Dataset: Begin

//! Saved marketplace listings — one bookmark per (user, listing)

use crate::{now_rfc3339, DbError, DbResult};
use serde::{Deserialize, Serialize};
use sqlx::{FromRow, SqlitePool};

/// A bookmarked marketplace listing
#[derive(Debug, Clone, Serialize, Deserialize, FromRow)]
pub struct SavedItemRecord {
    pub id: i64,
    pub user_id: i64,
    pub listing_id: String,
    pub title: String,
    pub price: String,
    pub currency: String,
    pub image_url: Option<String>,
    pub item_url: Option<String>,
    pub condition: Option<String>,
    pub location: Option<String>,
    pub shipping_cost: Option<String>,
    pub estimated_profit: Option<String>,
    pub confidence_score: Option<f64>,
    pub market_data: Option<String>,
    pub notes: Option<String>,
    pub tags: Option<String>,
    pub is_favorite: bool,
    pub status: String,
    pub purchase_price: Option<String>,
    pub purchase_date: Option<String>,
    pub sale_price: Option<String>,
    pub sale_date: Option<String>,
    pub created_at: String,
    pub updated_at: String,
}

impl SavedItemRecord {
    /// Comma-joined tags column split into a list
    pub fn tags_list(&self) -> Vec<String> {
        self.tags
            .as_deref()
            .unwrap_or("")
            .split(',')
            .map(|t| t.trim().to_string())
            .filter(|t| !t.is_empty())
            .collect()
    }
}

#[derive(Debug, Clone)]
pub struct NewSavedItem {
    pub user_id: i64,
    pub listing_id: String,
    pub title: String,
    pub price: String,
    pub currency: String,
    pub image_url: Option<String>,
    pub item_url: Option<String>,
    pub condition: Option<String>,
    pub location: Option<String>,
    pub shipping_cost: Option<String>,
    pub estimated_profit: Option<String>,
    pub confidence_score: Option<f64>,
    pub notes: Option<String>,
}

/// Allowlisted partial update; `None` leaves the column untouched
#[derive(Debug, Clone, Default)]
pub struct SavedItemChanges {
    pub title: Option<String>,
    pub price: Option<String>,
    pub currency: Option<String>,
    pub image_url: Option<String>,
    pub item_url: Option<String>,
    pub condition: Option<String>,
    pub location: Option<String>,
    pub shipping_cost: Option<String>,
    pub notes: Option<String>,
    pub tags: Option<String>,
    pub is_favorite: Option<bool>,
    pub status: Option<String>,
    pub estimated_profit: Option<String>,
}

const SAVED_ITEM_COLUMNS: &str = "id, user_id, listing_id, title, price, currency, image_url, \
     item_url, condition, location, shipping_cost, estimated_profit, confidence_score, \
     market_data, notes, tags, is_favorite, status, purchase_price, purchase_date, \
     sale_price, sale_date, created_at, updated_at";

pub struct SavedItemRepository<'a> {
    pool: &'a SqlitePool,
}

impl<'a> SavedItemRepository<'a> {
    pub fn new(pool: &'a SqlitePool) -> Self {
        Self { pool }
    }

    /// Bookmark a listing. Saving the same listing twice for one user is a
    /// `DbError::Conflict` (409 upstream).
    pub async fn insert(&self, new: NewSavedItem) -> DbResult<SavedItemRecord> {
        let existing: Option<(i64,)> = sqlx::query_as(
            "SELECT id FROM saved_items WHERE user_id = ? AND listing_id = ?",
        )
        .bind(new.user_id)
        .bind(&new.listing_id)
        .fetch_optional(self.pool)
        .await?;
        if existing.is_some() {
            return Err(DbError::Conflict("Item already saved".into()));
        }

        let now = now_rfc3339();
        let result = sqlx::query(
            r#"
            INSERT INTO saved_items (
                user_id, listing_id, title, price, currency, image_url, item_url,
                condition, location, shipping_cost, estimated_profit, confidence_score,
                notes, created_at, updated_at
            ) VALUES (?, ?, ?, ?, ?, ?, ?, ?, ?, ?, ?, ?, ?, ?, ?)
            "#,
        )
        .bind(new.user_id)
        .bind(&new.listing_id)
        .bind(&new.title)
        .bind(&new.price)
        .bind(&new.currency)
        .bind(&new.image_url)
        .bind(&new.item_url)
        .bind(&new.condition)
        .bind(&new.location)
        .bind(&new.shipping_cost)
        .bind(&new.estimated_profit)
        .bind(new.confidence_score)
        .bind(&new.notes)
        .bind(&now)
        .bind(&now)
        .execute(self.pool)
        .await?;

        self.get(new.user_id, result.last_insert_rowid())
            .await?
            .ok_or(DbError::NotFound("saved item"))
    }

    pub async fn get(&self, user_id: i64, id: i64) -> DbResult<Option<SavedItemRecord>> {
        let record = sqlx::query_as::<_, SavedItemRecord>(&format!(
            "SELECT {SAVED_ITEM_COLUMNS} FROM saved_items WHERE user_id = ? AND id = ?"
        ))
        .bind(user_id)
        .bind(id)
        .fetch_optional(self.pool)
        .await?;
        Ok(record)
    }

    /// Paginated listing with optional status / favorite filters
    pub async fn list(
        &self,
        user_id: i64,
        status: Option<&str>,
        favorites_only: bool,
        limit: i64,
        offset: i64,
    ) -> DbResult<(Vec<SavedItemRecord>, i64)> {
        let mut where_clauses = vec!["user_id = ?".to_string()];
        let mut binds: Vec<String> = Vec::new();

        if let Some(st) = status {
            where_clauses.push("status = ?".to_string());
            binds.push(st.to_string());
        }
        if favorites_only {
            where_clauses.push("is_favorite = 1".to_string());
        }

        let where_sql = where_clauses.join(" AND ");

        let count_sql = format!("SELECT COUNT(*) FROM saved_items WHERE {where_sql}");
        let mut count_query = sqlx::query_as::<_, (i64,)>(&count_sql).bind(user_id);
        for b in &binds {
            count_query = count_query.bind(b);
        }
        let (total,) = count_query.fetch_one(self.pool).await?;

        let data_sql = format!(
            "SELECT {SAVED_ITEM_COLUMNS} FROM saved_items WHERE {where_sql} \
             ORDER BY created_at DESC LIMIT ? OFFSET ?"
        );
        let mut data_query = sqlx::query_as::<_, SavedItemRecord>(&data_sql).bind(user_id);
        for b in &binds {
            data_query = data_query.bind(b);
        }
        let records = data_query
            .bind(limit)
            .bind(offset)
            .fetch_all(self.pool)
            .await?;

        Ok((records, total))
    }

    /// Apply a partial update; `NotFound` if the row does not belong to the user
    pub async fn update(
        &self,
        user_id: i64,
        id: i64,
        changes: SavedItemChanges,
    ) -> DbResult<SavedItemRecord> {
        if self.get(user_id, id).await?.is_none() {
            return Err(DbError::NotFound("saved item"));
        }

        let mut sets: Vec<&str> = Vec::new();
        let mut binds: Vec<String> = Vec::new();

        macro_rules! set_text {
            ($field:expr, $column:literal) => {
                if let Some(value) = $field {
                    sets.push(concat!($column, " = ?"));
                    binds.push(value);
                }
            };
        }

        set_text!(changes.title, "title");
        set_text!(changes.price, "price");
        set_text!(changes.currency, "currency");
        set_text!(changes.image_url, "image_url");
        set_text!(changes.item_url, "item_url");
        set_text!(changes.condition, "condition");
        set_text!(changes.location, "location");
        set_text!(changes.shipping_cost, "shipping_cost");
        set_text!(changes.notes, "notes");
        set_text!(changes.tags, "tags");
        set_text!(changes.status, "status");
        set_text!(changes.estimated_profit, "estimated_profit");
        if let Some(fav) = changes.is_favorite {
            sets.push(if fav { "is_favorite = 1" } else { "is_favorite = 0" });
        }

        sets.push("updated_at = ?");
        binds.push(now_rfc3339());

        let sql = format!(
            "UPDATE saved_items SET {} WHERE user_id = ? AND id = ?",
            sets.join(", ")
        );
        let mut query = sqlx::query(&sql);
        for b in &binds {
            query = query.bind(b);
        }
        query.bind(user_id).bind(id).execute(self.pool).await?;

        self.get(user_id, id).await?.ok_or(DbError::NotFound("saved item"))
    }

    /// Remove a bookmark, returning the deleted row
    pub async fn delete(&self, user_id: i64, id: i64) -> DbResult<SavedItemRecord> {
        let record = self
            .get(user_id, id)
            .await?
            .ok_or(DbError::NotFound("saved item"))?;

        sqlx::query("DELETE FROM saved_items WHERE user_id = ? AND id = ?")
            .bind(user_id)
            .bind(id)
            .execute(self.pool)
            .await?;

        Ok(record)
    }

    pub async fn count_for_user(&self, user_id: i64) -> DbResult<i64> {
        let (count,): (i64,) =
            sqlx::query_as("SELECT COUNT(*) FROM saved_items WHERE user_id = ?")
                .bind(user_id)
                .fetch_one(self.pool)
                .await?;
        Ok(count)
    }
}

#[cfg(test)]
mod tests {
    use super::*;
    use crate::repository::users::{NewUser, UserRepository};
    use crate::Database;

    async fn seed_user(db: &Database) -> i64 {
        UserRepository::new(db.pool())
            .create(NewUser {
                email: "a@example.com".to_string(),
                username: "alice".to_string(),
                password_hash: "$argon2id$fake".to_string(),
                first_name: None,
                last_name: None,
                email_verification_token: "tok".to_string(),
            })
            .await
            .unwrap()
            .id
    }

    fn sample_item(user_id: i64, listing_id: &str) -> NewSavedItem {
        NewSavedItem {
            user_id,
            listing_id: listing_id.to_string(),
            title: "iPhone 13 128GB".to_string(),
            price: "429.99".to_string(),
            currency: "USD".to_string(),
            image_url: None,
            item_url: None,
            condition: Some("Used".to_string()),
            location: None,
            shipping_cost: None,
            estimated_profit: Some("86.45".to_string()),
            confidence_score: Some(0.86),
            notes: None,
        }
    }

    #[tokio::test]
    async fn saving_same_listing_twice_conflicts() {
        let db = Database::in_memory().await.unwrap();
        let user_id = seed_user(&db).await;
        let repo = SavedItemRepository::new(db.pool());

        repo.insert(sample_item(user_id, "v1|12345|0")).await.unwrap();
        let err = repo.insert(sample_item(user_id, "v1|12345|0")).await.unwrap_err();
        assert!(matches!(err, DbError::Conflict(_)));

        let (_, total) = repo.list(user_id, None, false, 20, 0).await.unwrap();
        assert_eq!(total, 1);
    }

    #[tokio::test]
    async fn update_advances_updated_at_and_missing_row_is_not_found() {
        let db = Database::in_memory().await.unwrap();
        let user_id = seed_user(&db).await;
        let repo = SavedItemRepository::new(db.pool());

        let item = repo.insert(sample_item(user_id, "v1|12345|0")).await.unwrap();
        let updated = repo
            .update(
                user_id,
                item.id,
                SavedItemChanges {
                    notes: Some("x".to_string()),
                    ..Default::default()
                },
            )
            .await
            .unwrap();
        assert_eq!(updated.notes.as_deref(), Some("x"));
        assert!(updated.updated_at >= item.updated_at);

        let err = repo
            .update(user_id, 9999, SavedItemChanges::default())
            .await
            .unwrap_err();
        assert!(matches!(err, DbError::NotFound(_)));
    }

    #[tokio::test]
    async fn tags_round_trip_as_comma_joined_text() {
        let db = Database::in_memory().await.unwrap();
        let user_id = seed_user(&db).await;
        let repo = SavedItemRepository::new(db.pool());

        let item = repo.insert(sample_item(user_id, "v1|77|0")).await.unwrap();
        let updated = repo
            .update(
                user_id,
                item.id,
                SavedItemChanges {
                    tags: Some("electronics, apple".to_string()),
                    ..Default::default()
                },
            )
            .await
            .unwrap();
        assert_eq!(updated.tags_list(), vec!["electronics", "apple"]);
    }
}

Dataset: End

[Task brief] Check each line of the entries, and copy the ones that contain "notes".

[Solution to this problem]
    pub notes: Option<String>,
    pub notes: Option<String>,
    pub notes: Option<String>,
     market_data, notes, tags, is_favorite, status, purchase_price, purchase_date, \
                notes, created_at, updated_at
        .bind(&new.notes)
        set_text!(changes.notes, "notes");
            notes: None,
                    notes: Some("x".to_string()),
        assert_eq!(updated.notes.as_deref(), Some("x"));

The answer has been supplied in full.